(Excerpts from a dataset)
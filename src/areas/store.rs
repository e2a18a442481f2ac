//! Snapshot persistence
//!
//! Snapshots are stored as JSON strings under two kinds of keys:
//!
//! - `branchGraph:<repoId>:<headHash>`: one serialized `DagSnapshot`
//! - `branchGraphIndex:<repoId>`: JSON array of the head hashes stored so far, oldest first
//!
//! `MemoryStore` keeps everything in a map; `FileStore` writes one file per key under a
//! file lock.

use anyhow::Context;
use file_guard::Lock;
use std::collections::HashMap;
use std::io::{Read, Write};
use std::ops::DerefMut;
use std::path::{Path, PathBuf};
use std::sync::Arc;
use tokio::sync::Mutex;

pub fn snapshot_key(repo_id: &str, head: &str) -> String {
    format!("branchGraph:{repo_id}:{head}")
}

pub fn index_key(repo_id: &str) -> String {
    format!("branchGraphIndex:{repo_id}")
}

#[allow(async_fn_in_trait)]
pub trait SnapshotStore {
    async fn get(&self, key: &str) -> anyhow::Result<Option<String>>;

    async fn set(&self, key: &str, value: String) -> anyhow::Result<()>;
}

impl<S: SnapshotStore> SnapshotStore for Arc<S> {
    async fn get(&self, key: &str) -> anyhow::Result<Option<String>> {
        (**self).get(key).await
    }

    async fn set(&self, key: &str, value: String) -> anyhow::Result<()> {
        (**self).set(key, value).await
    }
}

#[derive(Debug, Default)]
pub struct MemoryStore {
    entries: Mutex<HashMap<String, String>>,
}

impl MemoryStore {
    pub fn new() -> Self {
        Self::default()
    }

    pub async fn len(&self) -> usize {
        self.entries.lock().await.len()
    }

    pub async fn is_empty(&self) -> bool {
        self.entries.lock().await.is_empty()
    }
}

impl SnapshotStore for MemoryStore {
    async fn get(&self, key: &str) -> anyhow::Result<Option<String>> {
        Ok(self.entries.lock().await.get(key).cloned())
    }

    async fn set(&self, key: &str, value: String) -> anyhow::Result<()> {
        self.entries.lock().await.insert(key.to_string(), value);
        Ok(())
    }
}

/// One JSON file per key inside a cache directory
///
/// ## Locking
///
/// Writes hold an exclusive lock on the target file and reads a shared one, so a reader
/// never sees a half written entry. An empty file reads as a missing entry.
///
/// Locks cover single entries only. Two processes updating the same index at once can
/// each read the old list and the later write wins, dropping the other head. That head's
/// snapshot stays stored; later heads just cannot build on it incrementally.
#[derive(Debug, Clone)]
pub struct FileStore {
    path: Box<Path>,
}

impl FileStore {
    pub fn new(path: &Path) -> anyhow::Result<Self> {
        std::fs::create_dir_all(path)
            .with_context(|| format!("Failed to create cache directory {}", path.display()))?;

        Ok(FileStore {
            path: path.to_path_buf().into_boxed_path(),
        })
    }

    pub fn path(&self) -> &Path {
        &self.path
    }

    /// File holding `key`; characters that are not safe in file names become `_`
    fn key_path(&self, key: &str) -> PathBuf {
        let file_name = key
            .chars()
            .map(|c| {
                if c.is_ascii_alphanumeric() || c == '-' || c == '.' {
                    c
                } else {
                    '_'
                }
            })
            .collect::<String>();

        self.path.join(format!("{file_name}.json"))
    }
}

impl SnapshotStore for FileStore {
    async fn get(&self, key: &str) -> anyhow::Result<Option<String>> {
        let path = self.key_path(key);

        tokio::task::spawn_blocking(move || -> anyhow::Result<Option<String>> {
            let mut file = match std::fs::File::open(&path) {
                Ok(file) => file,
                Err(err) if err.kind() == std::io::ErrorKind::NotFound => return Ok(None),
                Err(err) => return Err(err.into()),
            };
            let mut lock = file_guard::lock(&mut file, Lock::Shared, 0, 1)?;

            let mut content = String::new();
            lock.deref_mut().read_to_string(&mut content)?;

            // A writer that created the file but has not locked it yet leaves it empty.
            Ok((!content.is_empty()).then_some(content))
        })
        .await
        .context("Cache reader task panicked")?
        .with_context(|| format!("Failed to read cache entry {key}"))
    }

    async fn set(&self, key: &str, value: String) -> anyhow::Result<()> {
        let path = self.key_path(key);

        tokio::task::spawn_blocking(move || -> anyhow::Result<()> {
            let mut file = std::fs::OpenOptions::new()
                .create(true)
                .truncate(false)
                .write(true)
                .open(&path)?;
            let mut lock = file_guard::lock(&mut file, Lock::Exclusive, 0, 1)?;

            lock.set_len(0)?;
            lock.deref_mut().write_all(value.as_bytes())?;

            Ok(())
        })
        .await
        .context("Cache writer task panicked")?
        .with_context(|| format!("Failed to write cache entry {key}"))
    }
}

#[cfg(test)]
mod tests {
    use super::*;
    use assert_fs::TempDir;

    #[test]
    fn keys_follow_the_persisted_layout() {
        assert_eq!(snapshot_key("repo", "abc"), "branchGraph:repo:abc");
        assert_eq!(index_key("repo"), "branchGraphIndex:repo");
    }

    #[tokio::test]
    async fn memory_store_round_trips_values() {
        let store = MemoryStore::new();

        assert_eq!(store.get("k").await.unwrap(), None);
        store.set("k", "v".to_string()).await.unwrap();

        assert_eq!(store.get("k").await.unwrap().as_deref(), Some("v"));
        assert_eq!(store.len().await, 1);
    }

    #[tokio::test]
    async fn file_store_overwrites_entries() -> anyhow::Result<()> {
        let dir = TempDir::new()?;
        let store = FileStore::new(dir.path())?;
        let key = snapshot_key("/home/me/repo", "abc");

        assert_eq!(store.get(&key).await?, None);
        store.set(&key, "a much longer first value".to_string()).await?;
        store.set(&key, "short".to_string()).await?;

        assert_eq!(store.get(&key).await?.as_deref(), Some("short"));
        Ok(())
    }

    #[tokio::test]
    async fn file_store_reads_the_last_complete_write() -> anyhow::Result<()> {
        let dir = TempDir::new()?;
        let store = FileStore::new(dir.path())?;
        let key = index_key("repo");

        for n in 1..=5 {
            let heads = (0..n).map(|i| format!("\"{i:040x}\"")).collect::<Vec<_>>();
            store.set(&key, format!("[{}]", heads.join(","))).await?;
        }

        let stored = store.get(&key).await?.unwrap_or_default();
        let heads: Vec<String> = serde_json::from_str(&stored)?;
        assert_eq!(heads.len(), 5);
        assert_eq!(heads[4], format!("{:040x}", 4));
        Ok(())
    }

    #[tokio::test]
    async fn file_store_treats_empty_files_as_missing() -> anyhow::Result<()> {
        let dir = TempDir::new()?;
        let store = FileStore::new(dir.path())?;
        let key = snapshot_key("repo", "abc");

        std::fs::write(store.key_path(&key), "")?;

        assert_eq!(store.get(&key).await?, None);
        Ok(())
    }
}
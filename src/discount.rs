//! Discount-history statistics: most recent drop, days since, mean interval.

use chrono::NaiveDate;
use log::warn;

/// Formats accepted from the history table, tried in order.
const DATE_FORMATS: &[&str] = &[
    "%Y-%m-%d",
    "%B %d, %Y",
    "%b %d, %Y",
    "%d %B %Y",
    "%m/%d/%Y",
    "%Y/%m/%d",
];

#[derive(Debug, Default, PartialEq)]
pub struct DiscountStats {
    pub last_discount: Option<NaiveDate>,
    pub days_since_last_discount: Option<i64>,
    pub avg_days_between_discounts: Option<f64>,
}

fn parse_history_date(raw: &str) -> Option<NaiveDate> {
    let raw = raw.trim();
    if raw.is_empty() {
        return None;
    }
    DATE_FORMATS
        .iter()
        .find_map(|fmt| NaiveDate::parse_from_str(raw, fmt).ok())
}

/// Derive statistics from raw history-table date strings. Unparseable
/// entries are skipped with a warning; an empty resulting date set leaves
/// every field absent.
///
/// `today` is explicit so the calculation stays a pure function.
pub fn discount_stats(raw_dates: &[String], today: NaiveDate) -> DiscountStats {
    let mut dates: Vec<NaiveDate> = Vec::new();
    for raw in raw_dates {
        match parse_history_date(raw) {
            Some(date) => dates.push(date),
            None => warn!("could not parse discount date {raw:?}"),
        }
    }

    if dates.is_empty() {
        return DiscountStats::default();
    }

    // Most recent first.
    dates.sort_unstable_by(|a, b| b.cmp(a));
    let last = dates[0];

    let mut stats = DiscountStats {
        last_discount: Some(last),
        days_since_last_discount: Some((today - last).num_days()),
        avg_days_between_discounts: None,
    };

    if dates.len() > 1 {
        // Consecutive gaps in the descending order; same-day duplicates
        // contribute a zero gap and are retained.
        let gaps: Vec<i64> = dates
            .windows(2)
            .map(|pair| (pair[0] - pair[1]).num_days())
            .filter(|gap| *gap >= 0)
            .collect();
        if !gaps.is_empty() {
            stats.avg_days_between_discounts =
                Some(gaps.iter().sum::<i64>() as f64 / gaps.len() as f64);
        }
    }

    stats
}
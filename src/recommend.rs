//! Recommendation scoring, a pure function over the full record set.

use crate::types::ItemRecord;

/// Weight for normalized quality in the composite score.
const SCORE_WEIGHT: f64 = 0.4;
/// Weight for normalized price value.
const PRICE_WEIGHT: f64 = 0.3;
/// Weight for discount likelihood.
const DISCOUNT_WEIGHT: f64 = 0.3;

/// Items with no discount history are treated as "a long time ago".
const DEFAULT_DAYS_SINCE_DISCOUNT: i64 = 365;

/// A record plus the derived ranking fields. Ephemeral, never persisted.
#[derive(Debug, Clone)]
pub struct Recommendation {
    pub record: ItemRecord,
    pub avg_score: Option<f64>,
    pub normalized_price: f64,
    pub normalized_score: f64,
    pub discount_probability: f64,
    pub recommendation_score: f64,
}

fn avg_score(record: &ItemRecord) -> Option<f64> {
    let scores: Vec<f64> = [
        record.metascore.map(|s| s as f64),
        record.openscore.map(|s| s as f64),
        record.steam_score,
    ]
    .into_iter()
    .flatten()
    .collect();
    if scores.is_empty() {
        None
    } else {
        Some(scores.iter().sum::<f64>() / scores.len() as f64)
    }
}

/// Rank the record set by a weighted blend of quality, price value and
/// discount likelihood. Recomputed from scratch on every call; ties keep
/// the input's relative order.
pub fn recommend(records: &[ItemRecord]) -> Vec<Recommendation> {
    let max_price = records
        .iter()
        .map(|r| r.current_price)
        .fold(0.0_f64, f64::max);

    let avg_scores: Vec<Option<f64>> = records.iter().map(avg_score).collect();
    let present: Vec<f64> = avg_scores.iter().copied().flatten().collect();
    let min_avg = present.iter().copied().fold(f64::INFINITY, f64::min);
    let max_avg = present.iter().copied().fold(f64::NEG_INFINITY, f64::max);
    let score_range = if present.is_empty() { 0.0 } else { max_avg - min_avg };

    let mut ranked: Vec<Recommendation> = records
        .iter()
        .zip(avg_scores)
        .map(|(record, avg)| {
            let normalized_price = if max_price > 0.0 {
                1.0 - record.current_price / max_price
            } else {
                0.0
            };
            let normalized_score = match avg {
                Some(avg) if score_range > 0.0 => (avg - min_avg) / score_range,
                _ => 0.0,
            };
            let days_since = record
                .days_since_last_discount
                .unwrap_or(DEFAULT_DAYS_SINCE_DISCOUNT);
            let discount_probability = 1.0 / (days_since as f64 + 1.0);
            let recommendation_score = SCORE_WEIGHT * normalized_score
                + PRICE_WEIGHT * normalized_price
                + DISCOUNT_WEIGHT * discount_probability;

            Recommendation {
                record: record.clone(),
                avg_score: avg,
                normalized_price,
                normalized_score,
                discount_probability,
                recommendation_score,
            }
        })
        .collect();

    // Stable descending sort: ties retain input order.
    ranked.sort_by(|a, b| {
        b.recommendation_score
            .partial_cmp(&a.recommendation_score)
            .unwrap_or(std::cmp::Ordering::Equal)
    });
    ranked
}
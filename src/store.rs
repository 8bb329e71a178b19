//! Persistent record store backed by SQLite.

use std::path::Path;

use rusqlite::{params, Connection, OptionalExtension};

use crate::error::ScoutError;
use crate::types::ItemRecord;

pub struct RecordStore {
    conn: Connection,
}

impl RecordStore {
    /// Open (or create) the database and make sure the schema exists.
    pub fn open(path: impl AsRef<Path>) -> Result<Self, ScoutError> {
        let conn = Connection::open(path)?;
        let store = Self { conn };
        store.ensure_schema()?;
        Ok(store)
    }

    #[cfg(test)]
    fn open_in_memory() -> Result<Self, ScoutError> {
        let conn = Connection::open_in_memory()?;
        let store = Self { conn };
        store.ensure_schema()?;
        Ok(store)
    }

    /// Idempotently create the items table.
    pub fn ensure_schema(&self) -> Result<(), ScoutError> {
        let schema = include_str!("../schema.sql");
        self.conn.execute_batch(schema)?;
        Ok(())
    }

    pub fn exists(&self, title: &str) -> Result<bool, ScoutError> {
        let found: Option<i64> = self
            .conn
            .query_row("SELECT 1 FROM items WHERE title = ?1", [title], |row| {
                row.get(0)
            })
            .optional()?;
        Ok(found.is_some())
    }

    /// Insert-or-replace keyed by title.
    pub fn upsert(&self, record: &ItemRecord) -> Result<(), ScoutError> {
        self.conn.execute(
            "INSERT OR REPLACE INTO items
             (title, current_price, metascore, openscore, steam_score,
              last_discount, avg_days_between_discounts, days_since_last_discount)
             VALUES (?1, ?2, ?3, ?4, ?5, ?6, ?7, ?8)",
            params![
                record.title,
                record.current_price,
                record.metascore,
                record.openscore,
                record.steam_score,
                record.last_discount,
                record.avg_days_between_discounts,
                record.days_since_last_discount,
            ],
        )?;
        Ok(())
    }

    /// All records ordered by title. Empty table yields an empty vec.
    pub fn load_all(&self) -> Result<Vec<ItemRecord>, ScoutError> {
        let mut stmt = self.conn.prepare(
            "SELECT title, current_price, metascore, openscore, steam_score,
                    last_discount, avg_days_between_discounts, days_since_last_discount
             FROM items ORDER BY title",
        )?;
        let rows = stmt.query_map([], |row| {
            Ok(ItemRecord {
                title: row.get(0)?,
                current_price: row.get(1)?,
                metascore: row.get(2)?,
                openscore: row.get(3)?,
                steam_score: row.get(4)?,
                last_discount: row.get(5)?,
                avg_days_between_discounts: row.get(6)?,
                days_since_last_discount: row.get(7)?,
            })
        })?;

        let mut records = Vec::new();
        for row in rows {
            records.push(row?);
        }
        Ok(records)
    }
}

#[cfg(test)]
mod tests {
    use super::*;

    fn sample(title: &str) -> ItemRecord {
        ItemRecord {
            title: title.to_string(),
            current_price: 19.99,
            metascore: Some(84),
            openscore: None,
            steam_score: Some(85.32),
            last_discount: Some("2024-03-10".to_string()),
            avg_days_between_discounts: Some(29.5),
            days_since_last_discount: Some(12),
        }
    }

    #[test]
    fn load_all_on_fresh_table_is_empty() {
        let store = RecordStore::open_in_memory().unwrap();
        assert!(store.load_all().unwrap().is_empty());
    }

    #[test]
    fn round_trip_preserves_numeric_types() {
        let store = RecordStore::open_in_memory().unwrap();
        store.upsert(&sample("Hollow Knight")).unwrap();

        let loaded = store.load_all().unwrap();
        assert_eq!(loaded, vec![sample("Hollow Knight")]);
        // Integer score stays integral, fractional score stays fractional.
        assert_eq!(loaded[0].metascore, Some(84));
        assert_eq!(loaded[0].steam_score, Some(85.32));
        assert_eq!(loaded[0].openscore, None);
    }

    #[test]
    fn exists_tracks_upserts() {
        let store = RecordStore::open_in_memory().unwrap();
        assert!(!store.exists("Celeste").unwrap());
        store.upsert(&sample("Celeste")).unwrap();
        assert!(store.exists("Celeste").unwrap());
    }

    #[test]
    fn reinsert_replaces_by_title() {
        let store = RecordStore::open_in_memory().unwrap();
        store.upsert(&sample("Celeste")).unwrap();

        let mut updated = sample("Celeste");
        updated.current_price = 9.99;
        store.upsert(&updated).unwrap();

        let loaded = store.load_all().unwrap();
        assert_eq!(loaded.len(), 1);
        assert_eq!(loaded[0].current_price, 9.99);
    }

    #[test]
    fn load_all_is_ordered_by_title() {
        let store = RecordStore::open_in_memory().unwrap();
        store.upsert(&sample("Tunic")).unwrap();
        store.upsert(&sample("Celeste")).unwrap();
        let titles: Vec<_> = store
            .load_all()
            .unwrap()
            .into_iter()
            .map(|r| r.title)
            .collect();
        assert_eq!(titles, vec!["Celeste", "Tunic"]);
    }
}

(REQUIRED WORK)
Give back the lines of the data exactly as they are written, from the first line through the line containing "use file_guard::Lock;".

(YOUR SOLUTION)
filename src/areas/store.rs
repository e2a18a442481f2ac
//! Snapshot persistence
//!
//! Snapshots are stored as JSON strings under two kinds of keys:
//!
//! - `branchGraph:<repoId>:<headHash>`: one serialized `DagSnapshot`
//! - `branchGraphIndex:<repoId>`: JSON array of the head hashes stored so far, oldest first
//!
//! `MemoryStore` keeps everything in a map; `FileStore` writes one file per key under a
//! file lock.

use anyhow::Context;
use file_guard::Lock;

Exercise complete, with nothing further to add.